5. The iron ore dust suppression and crushing device according to claim 4, wherein the feeding assembly comprises a transfer box (601), a second connecting rod (602), a second supporting plate (603), a seventh motor (604), a sixth supporting rod (605), an eighth motor (606), a third gear (607), a fourth gear (608), a seventh supporting rod (609), a second screw (610) and a ninth motor (611), the sixth supporting rod (605) is fixedly arranged on the supporting seat (101), the eighth motor (606) is fixedly arranged on the sixth supporting rod (605), the third gear (607) and the fourth gear (608) are both rotatably arranged on the supporting seat (101), the third gear (607) is fixedly connected with an output shaft of the eighth motor (606), the third gear (607) is in meshed connection with the fourth gear (608), the seventh supporting rod (609) is fixedly arranged on the fourth gear (608), the second screw (610) is rotatably arranged in the seventh motor (609), the second connecting rod (602) is slidingly arranged on the seventh supporting rod (609), the second motor (602) is fixedly connected with the ninth motor (611) through threads on the second screw (611), the second supporting plate (603) is fixedly arranged on the second connecting rod (602), the transfer box (601) is rotatably arranged on the second supporting plate (603), the seventh motor (604) is arranged on the second supporting plate (603), and the transfer box (601) is fixedly connected with an output shaft of the seventh motor (604).

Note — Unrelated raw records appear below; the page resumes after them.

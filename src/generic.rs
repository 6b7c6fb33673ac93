//! A runtime-typed message bound from a [`MetaMessage`] and a decoded
//! payload.
//!
//! `GenericMessage` is the bridge that lets a process handle payloads whose
//! types it only learns about at runtime, from a parsed `.odvd`
//! specification: once bound, it exposes the same visitor interface as a
//! statically generated type, so encoders like
//! [`JsonEncoder`](crate::JsonEncoder) or
//! [`ProtoEncoder`](crate::ProtoEncoder) cannot tell the difference.

use std::collections::BTreeMap;

use crate::meta::{Literal, MetaField, MetaMessage, TypeTag};
use crate::proto::ProtoDecoder;
use crate::visitor::{Visitable, Visitor};

/// A tagged value variant covering every field type of the meta-model.
#[derive(Clone, Debug, PartialEq)]
pub enum Value {
    Bool(bool),
    Char(char),
    Uint8(u8),
    Int8(i8),
    Uint16(u16),
    Int16(i16),
    Uint32(u32),
    Int32(i32),
    Uint64(u64),
    Int64(i64),
    Float(f32),
    Double(f64),
    String(String),
    Bytes(Vec<u8>),
    Message(GenericMessage),
}

/// A message whose shape is bound at runtime from a [`MetaMessage`].
///
/// The shape is immutable after binding; decoders overwrite values in place.
/// Reading from multiple threads is safe, concurrent writes are not.
#[derive(Clone, Debug, PartialEq)]
pub struct GenericMessage {
    meta: MetaMessage,
    values: BTreeMap<u32, Value>,
}

impl Default for GenericMessage {
    fn default() -> GenericMessage {
        GenericMessage {
            meta: MetaMessage::new("", 0),
            values: BTreeMap::new(),
        }
    }
}

impl GenericMessage {
    pub fn new() -> GenericMessage {
        GenericMessage::default()
    }

    /// Binds this message to a schema and populates it from a decoder.
    ///
    /// Every field of `meta` is seeded with its declared default (or the
    /// type's zero value) and then overwritten with the value captured by
    /// `decoder`, if any. Nested message fields are resolved against
    /// `corpus` and constructed recursively; unresolvable or malformed
    /// nested payloads keep their defaults.
    pub fn set_meta_message(
        &mut self,
        meta: &MetaMessage,
        corpus: &[MetaMessage],
        decoder: &ProtoDecoder,
    ) {
        self.meta = meta.clone();
        self.values.clear();
        for field in &meta.fields {
            let value = bind_field(field, corpus, decoder);
            self.values.insert(field.field_identifier, value);
        }
    }

    /// The schema this message is bound to.
    pub fn meta_message(&self) -> &MetaMessage {
        &self.meta
    }

    /// The current value of a field, if the bound schema has it.
    pub fn value(&self, field_identifier: u32) -> Option<&Value> {
        self.values.get(&field_identifier)
    }

    fn dispatch(
        field: &MetaField,
        value: &mut Value,
        visitor: &mut dyn Visitor,
    ) {
        let tag = field.field_identifier;
        let name = field.name.as_str();
        match value {
            Value::Bool(v) => visitor.visit_bool(tag, name, v, bool_default(field)),
            Value::Char(v) => visitor.visit_char(tag, name, v, char_default(field)),
            Value::Uint8(v) => visitor.visit_u8(tag, name, v, int_default(field) as u8),
            Value::Int8(v) => visitor.visit_i8(tag, name, v, int_default(field) as i8),
            Value::Uint16(v) => visitor.visit_u16(tag, name, v, int_default(field) as u16),
            Value::Int16(v) => visitor.visit_i16(tag, name, v, int_default(field) as i16),
            Value::Uint32(v) => visitor.visit_u32(tag, name, v, int_default(field) as u32),
            Value::Int32(v) => visitor.visit_i32(tag, name, v, int_default(field) as i32),
            Value::Uint64(v) => visitor.visit_u64(tag, name, v, int_default(field) as u64),
            Value::Int64(v) => visitor.visit_i64(tag, name, v, int_default(field)),
            Value::Float(v) => visitor.visit_f32(tag, name, v, float_default(field) as f32),
            Value::Double(v) => visitor.visit_f64(tag, name, v, float_default(field)),
            Value::String(v) => visitor.visit_string(tag, name, v, string_default(field)),
            Value::Bytes(v) => visitor.visit_bytes(tag, name, v, string_default(field).as_bytes()),
            Value::Message(v) => visitor.visit_message(tag, name, v),
        }
    }
}

impl Visitable for GenericMessage {
    fn accept(&mut self, visitor: &mut dyn Visitor) {
        let GenericMessage { meta, values } = self;
        visitor.pre_visit(meta.message_identifier, meta.short_name(), &meta.name);
        for field in &meta.fields {
            if let Some(value) = values.get_mut(&field.field_identifier) {
                GenericMessage::dispatch(field, value, visitor);
            }
        }
        visitor.post_visit();
    }

    fn accept_field(&mut self, field_identifier: u32, visitor: &mut dyn Visitor) {
        let GenericMessage { meta, values } = self;
        if let Some(field) = meta.field(field_identifier) {
            if let Some(value) = values.get_mut(&field_identifier) {
                GenericMessage::dispatch(field, value, visitor);
            }
        }
    }
}

/// Builds the value for one field: schema default first, then the decoded
/// wire value on top.
fn bind_field(field: &MetaField, corpus: &[MetaMessage], decoder: &ProtoDecoder) -> Value {
    let tag = field.field_identifier;
    let varint = || decoder.entry(tag).and_then(|e| e.as_varint().ok());

    match field.field_type {
        TypeTag::Bool => Value::Bool(varint().map(|v| v != 0).unwrap_or_else(|| bool_default(field))),
        TypeTag::Char => Value::Char(
            varint()
                .and_then(|v| char::from_u32(v as u32))
                .unwrap_or_else(|| char_default(field)),
        ),
        TypeTag::Uint8 => {
            Value::Uint8(varint().map(|v| v as u8).unwrap_or(int_default(field) as u8))
        }
        TypeTag::Int8 => Value::Int8(
            varint()
                .map(|v| crate::encoding::zigzag_decode(v) as i8)
                .unwrap_or(int_default(field) as i8),
        ),
        TypeTag::Uint16 => {
            Value::Uint16(varint().map(|v| v as u16).unwrap_or(int_default(field) as u16))
        }
        TypeTag::Int16 => Value::Int16(
            varint()
                .map(|v| crate::encoding::zigzag_decode(v) as i16)
                .unwrap_or(int_default(field) as i16),
        ),
        TypeTag::Uint32 => {
            Value::Uint32(varint().map(|v| v as u32).unwrap_or(int_default(field) as u32))
        }
        TypeTag::Int32 => Value::Int32(
            varint()
                .map(|v| crate::encoding::zigzag_decode(v) as i32)
                .unwrap_or(int_default(field) as i32),
        ),
        TypeTag::Uint64 => Value::Uint64(varint().unwrap_or(int_default(field) as u64)),
        TypeTag::Int64 => Value::Int64(
            varint()
                .map(crate::encoding::zigzag_decode)
                .unwrap_or(int_default(field)),
        ),
        TypeTag::Float => Value::Float(
            decoder
                .entry(tag)
                .and_then(|e| e.as_fixed32().ok())
                .map(f32::from_bits)
                .unwrap_or(float_default(field) as f32),
        ),
        TypeTag::Double => Value::Double(
            decoder
                .entry(tag)
                .and_then(|e| e.as_fixed64().ok())
                .map(f64::from_bits)
                .unwrap_or(float_default(field)),
        ),
        TypeTag::String => Value::String(
            decoder
                .entry(tag)
                .and_then(|e| e.as_delimited().ok())
                .map(|payload| String::from_utf8_lossy(payload).into_owned())
                .unwrap_or_else(|| string_default(field).to_string()),
        ),
        TypeTag::Bytes => Value::Bytes(
            decoder
                .entry(tag)
                .and_then(|e| e.as_delimited().ok())
                .map(<[u8]>::to_vec)
                .unwrap_or_else(|| string_default(field).as_bytes().to_vec()),
        ),
        TypeTag::Message => {
            let mut nested = GenericMessage::new();
            if let Some(nested_meta) = field
                .message_type
                .as_deref()
                .and_then(|name| corpus.iter().find(|m| m.name == name))
            {
                let mut nested_decoder = ProtoDecoder::new();
                if let Some(payload) = decoder.entry(tag).and_then(|e| e.as_delimited().ok()) {
                    // A malformed nested payload leaves the defaults in place.
                    let _ = nested_decoder.decode_from(payload);
                }
                nested.set_meta_message(nested_meta, corpus, &nested_decoder);
            }
            Value::Message(nested)
        }
    }
}

fn bool_default(field: &MetaField) -> bool {
    matches!(field.default, Some(Literal::Bool(true)))
}

fn int_default(field: &MetaField) -> i64 {
    match field.default {
        Some(Literal::Integer(value)) => value,
        _ => 0,
    }
}

fn float_default(field: &MetaField) -> f64 {
    match field.default {
        Some(Literal::Float(value)) => value,
        Some(Literal::Integer(value)) => value as f64,
        _ => 0.0,
    }
}

fn string_default(field: &MetaField) -> &str {
    match &field.default {
        Some(Literal::String(value)) => value,
        _ => "",
    }
}

fn char_default(field: &MetaField) -> char {
    string_default(field).chars().next().unwrap_or('\0')
}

6. The iron ore dust suppression and crushing device according to claim 5, wherein the material distribution assembly comprises a first material distribution bin (301), a first support frame (302), a material suction frame (303), a first rotating frame (304), a second material distribution bin (305), a third motor (306), a fourth motor (307), a first screw rod (308), a first sliding block (309), a first electric cylinder (310) and a fifth motor (311), wherein the first support frame (302), the second material distribution bin (305) and the third motor (306) are fixedly arranged on the support seat (101), the first rotating frame (304) is fixedly arranged on an output shaft of the third motor (306), the first material distribution bin (301) is fixedly arranged on the first rotating frame (304), the fourth motor (307) is arranged on the first support frame (302), the first sliding block (309) is slidably arranged in the first support frame (302), the first screw rod (308) is rotatably arranged in the first support frame (302), the first screw rod (308) and the fifth motor (309) are fixedly connected through threads, the first motor (308) and the fourth motor (307) are fixedly connected with the first electric cylinder (310), the fifth motor (307) is fixedly arranged on the first electric cylinder (310), a plurality of electromagnetic rods are arranged on the suction frame (303), and the first distributing bin (301) is provided with four distributing bins which are distributed on the supporting seat (101) in a square shape.

7. The iron ore dust suppression and crushing device according to claim 6, wherein the dust collection assembly comprises a dust collector assembly (401), a support rod four (402), an electric cylinder two (403), a dust collection box (404) and a dust collection pipe (405), wherein the dust collector assembly (401) and the support rod four (402) are fixedly installed on the support base (101), the electric cylinder two (403) is fixedly installed on the support rod four (402), the dust collection box (404) is fixedly installed on a piston rod of the electric cylinder two (403), one end of the dust collection pipe (405) is communicated with the dust collector assembly (401), and the other end of the dust collection pipe (405) is communicated with the dust collection box (404).

8. An iron ore dust suppression and crushing device according to claim 7, wherein detachable drawers are arranged on the first distributing bin (301), the second distributing bin (305) and the dust collector assembly (401).